Only the lines from the first line of the records through the line containing "use crate::Error;" belong in the answer. Copy them exactly.

****************

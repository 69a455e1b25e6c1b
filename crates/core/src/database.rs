//! Country database codes.
//!
//! Every SEOZoom request targets one country-specific search index, selected
//! by the `db` query parameter. Only a fixed set of codes is accepted.

use std::fmt;
use std::str::FromStr;

use serde::{Deserialize, Serialize};

use crate::Error;

/// A validated SEOZoom country database.
#[derive(Debug, Clone, Copy, PartialEq, Eq, Hash, Default, Serialize, Deserialize)]
#[serde(rename_all = "lowercase")]
pub enum Database {
    /// Italy.
    #[default]
    It,
    /// Spain.
    Es,
    /// France.
    Fr,
    /// Germany.
    De,
    /// United Kingdom.
    Uk,
}

impl Database {
    /// All databases, sorted by code.
    pub const ALL: [Database; 5] = [Database::De, Database::Es, Database::Fr, Database::It, Database::Uk];

    /// The wire code sent as `db`.
    pub fn as_str(self) -> &'static str {
        match self {
            Database::It => "it",
            Database::Es => "es",
            Database::Fr => "fr",
            Database::De => "de",
            Database::Uk => "uk",
        }
    }

    /// Resolve an optional caller-supplied code against a default.
    ///
    /// An absent code yields `default`; a present one must be an exact,
    /// case-sensitive match of a known code.
    ///
    /// # Errors
    ///
    /// Returns `Error::Validation` naming the rejected value and listing the
    /// valid codes.
    pub fn resolve(requested: Option<&str>, default: Database) -> Result<Database, Error> {
        match requested {
            Some(code) => code.parse(),
            None => Ok(default),
        }
    }

    fn valid_codes() -> String {
        Self::ALL.iter().map(|db| db.as_str()).collect::<Vec<_>>().join(", ")
    }
}

impl FromStr for Database {
    type Err = Error;

    fn from_str(s: &str) -> Result<Self, Self::Err> {
        Self::ALL
            .into_iter()
            .find(|db| db.as_str() == s)
            .ok_or_else(|| Error::Validation(format!("invalid database '{s}'. Valid values: {}", Self::valid_codes())))
    }
}

impl fmt::Display for Database {
    fn fmt(&self, f: &mut fmt::Formatter<'_>) -> fmt::Result {
        f.write_str(self.as_str())
    }
}
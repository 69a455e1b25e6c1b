//! Project endpoints. Projects are identified by their SEOZoom ID.

use serde_json::Value;
use seozoom_core::Error;

use super::{Resource, SeoZoomClient};

impl SeoZoomClient {
    /// All projects of the account with headline metrics.
    pub async fn project_list(&self, db: Option<&str>) -> Result<Value, Error> {
        let req = self.request(Resource::Projects, "list", db)?;
        self.execute(req).await
    }

    /// Project overview: tracked keywords, traffic, ZA, trust.
    pub async fn project_overview(&self, id: &str, db: Option<&str>) -> Result<Value, Error> {
        let req = self.request(Resource::Projects, "overview", db)?.param("id", id);
        self.execute(req).await
    }

    /// Tracked keywords with volume, position and estimated traffic.
    pub async fn project_keywords(&self, id: &str, db: Option<&str>) -> Result<Value, Error> {
        let req = self.request(Resource::Projects, "keywords", db)?.param("id", id);
        self.execute(req).await
    }

    pub async fn project_best_pages(&self, id: &str, db: Option<&str>, limit: Option<u32>) -> Result<Value, Error> {
        self.project_pages("bestpages", id, db, limit).await
    }

    pub async fn project_pages_with_more_keywords(
        &self, id: &str, db: Option<&str>, limit: Option<u32>,
    ) -> Result<Value, Error> {
        self.project_pages("pageswithmorekeywords", id, db, limit).await
    }

    pub async fn project_pages_with_potential(
        &self, id: &str, db: Option<&str>, limit: Option<u32>,
    ) -> Result<Value, Error> {
        self.project_pages("pageswithpotential", id, db, limit).await
    }

    /// Pages with positive traffic variation.
    pub async fn project_winner_pages(&self, id: &str, db: Option<&str>, limit: Option<u32>) -> Result<Value, Error> {
        self.project_pages("winnerpages", id, db, limit).await
    }

    /// Pages with negative traffic variation.
    pub async fn project_loser_pages(&self, id: &str, db: Option<&str>, limit: Option<u32>) -> Result<Value, Error> {
        self.project_pages("loserpages", id, db, limit).await
    }

    async fn project_pages(
        &self, action: &'static str, id: &str, db: Option<&str>, limit: Option<u32>,
    ) -> Result<Value, Error> {
        let req = self
            .request(Resource::Projects, action, db)?
            .param("id", id)
            .opt_param("limit", limit);
        self.execute(req).await
    }
}

#[cfg(test)]
mod tests {
    use crate::seozoom::tests::test_client;
    use seozoom_core::Error;
    use serde_json::json;
    use wiremock::matchers::{method, path, query_param};
    use wiremock::{Mock, MockServer, ResponseTemplate};

    #[tokio::test]
    async fn test_project_list_has_only_fixed_params() {
        let mock_server = MockServer::start().await;
        Mock::given(method("GET"))
            .and(path("/projects/"))
            .and(query_param("action", "list"))
            .respond_with(ResponseTemplate::new(200).set_body_json(json!([{"id": "123"}])))
            .expect(1)
            .mount(&mock_server)
            .await;

        let client = test_client(&mock_server.uri());
        client.project_list(None).await.unwrap();

        let requests = mock_server.received_requests().await.unwrap();
        assert_eq!(requests[0].url.query_pairs().count(), 3);
    }

    #[tokio::test]
    async fn test_page_actions() {
        let mock_server = MockServer::start().await;
        for action in ["bestpages", "pageswithmorekeywords", "pageswithpotential", "winnerpages", "loserpages"] {
            Mock::given(method("GET"))
                .and(path("/projects/"))
                .and(query_param("action", action))
                .and(query_param("id", "42"))
                .respond_with(ResponseTemplate::new(200).set_body_json(json!({"action": action})))
                .expect(1)
                .mount(&mock_server)
                .await;
        }

        let client = test_client(&mock_server.uri());
        assert_eq!(client.project_best_pages("42", None, None).await.unwrap()["action"], "bestpages");
        assert_eq!(
            client.project_pages_with_more_keywords("42", None, Some(5)).await.unwrap()["action"],
            "pageswithmorekeywords"
        );
        assert_eq!(
            client.project_pages_with_potential("42", None, None).await.unwrap()["action"],
            "pageswithpotential"
        );
        assert_eq!(client.project_winner_pages("42", None, None).await.unwrap()["action"], "winnerpages");
        assert_eq!(client.project_loser_pages("42", None, None).await.unwrap()["action"], "loserpages");
    }

    #[tokio::test]
    async fn test_upstream_message_surfaces() {
        let mock_server = MockServer::start().await;
        Mock::given(method("GET"))
            .and(path("/projects/"))
            .respond_with(ResponseTemplate::new(401).set_body_json(json!({"message": "Invalid API key"})))
            .mount(&mock_server)
            .await;

        let client = test_client(&mock_server.uri());
        let err = client.project_overview("42", None).await.unwrap_err();
        assert_eq!(err.message(), "Invalid API key");
        assert_eq!(err.status(), Some(401));
    }

    #[tokio::test]
    async fn test_server_error_without_json() {
        let mock_server = MockServer::start().await;
        Mock::given(method("GET"))
            .and(path("/projects/"))
            .respond_with(ResponseTemplate::new(500).set_body_string("Internal Server Error"))
            .mount(&mock_server)
            .await;

        let client = test_client(&mock_server.uri());
        let err = client.project_keywords("42", None).await.unwrap_err();
        assert_eq!(err, Error::http(500, "HTTP 500"));
    }
}
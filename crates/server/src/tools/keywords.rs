//! Keyword tools: metrics, SERP, SERP history and related keywords.

use rmcp::{ErrorData as McpError, model::CallToolResult};
use schemars::JsonSchema;
use seozoom_client::SeoZoomClient;
use serde::{Deserialize, Serialize};

use super::render;

/// Input parameters for keyword_metrics and keyword_serp.
#[derive(Debug, Clone, Default, Serialize, Deserialize, JsonSchema)]
pub struct KeywordListParams {
    /// Keywords to analyze (max 100).
    pub keywords: Vec<String>,

    /// Country database: it, es, fr, de, uk. Defaults to the server default.
    #[serde(default)]
    pub db: Option<String>,
}

/// Input parameters for keyword_serp_history.
#[derive(Debug, Clone, Default, Serialize, Deserialize, JsonSchema)]
pub struct KeywordSerpHistoryParams {
    /// A single keyword.
    pub keyword: String,

    /// Snapshot date in yyyy-MM-dd format.
    pub date: String,

    /// Country database: it, es, fr, de, uk. Defaults to the server default.
    #[serde(default)]
    pub db: Option<String>,
}

/// Input parameters for keyword_related.
#[derive(Debug, Clone, Default, Serialize, Deserialize, JsonSchema)]
pub struct KeywordRelatedParams {
    /// A single keyword.
    pub keyword: String,

    /// Country database: it, es, fr, de, uk. Defaults to the server default.
    #[serde(default)]
    pub db: Option<String>,

    /// Maximum number of related keywords (default 50).
    #[serde(default)]
    pub limit: Option<u32>,
}

pub async fn metrics_impl(client: &SeoZoomClient, params: KeywordListParams) -> Result<CallToolResult, McpError> {
    let data = client.keyword_metrics(&params.keywords, params.db.as_deref()).await?;
    Ok(render(&data))
}

pub async fn serp_impl(client: &SeoZoomClient, params: KeywordListParams) -> Result<CallToolResult, McpError> {
    let data = client.keyword_serp(&params.keywords, params.db.as_deref()).await?;
    Ok(render(&data))
}

pub async fn serp_history_impl(
    client: &SeoZoomClient, params: KeywordSerpHistoryParams,
) -> Result<CallToolResult, McpError> {
    let data = client
        .keyword_serp_history(&params.keyword, &params.date, params.db.as_deref())
        .await?;
    Ok(render(&data))
}

pub async fn related_impl(client: &SeoZoomClient, params: KeywordRelatedParams) -> Result<CallToolResult, McpError> {
    let data = client
        .keyword_related(&params.keyword, params.db.as_deref(), params.limit)
        .await?;
    Ok(render(&data))
}

#[cfg(test)]
mod tests {
    use super::*;
    use crate::tools::test_support::{client, text};
    use serde_json::json;
    use wiremock::matchers::{method, path, query_param};
    use wiremock::{Mock, MockServer, ResponseTemplate};

    #[tokio::test]
    async fn test_metrics_renders_envelope() {
        let mock_server = MockServer::start().await;
        Mock::given(method("GET"))
            .and(path("/keywords/"))
            .and(query_param("action", "metrics"))
            .and(query_param("db", "it"))
            .and(query_param("keyword", "seo|zoom"))
            .respond_with(ResponseTemplate::new(200).set_body_json(json!({
                "UnitsUsed": 20,
                "UnitsRemaining": 980,
                "ResultRows": 2,
                "response": [{"keyword": "seo"}, {"keyword": "zoom"}]
            })))
            .expect(1)
            .mount(&mock_server)
            .await;

        let client = client(&mock_server.uri());
        let params = KeywordListParams { keywords: vec!["seo".into(), "zoom".into()], db: None };
        let result = metrics_impl(&client, params).await.unwrap();

        let text = text(&result);
        assert!(text.starts_with("[Cost: 20 units | Remaining: 980 | Results: 2]\n\n"));
        assert!(text.contains("\"keyword\": \"zoom\""));
        assert!(!text.contains("UnitsUsed"));
    }

    #[tokio::test]
    async fn test_invalid_db_is_invalid_params() {
        let client = client("http://127.0.0.1:9");
        let params = KeywordListParams { keywords: vec!["seo".into()], db: Some("us".into()) };

        let err = serp_impl(&client, params).await.unwrap_err();
        assert_eq!(err.code.0, -32602);
        assert!(err.message.contains("'us'"));
    }

    #[tokio::test]
    async fn test_upstream_error_passes_through() {
        let mock_server = MockServer::start().await;
        Mock::given(method("GET"))
            .respond_with(ResponseTemplate::new(401).set_body_json(json!({"message": "Invalid API key"})))
            .mount(&mock_server)
            .await;

        let client = client(&mock_server.uri());
        let params = KeywordRelatedParams { keyword: "seo".into(), ..Default::default() };

        let err = related_impl(&client, params).await.unwrap_err();
        assert_eq!(err.message, "Invalid API key");
        assert_eq!(err.data, Some(json!({"status": 401})));
    }

    #[test]
    fn test_params_deserialize_without_optionals() {
        let params: KeywordSerpHistoryParams =
            serde_json::from_value(json!({"keyword": "seo", "date": "2024-01-31"})).unwrap();
        assert!(params.db.is_none());
    }
}
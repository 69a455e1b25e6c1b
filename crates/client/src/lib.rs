//! Client code for the SEOZoom MCP server.
//!
//! This crate provides the SEOZoom v2 API client: request construction,
//! the shared HTTP transport, upstream error translation, and rendering of the
//! usage-metadata envelope.

pub mod seozoom;

pub use seozoom::{
    ApiRequest, DomainKeywordType, Resource, SeoZoomClient, SeoZoomConfig, format_envelope, translate_error,
};
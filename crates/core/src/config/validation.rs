//! Configuration validation rules.
//!
//! This module provides validation logic for `AppConfig` values
//! after they have been loaded from environment, files, or defaults.
//! The default database code is not checked here; the client validates it
//! when it is constructed.

use crate::config::AppConfig;
use thiserror::Error;

/// Configuration validation errors.
#[derive(Debug, Error)]
pub enum ConfigError {
    #[error("failed to load configuration: {0}")]
    LoadFailed(String),

    #[error("invalid configuration: {field} - {reason}")]
    Invalid { field: String, reason: String },

    #[error("missing required configuration: {field} ({hint})")]
    Missing { field: String, hint: String },
}

impl AppConfig {
    /// Validate configuration values after loading.
    ///
    /// # Errors
    ///
    /// Returns `ConfigError::Invalid` if:
    /// - `timeout_ms` is less than 100ms or exceeds 5 minutes
    /// - `user_agent` is empty
    /// - `base_url` is not an http(s) URL
    pub fn validate(&self) -> Result<(), ConfigError> {
        if self.timeout_ms < 100 {
            return Err(ConfigError::Invalid { field: "timeout_ms".into(), reason: "must be at least 100ms".into() });
        }
        if self.timeout_ms > 300_000 {
            return Err(ConfigError::Invalid {
                field: "timeout_ms".into(),
                reason: "must not exceed 5 minutes (300000ms)".into(),
            });
        }

        if self.user_agent.is_empty() {
            return Err(ConfigError::Invalid { field: "user_agent".into(), reason: "must not be empty".into() });
        }

        if !(self.base_url.starts_with("https://") || self.base_url.starts_with("http://")) {
            return Err(ConfigError::Invalid {
                field: "base_url".into(),
                reason: format!("must be an http(s) URL, got '{}'", self.base_url),
            });
        }

        if self.base_url.starts_with("http://") {
            tracing::warn!(base_url = %self.base_url, "base_url is not HTTPS; the API key will be sent in clear text");
        }

        Ok(())
    }
}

****************

## Output for this task
repository 69a455e1b25e6c1b
filename crates/core/src/database.rs
//! Country database codes.
//!
//! Every SEOZoom request targets one country-specific search index, selected
//! by the `db` query parameter. Only a fixed set of codes is accepted.

use std::fmt;
use std::str::FromStr;

use serde::{Deserialize, Serialize};

use crate::Error;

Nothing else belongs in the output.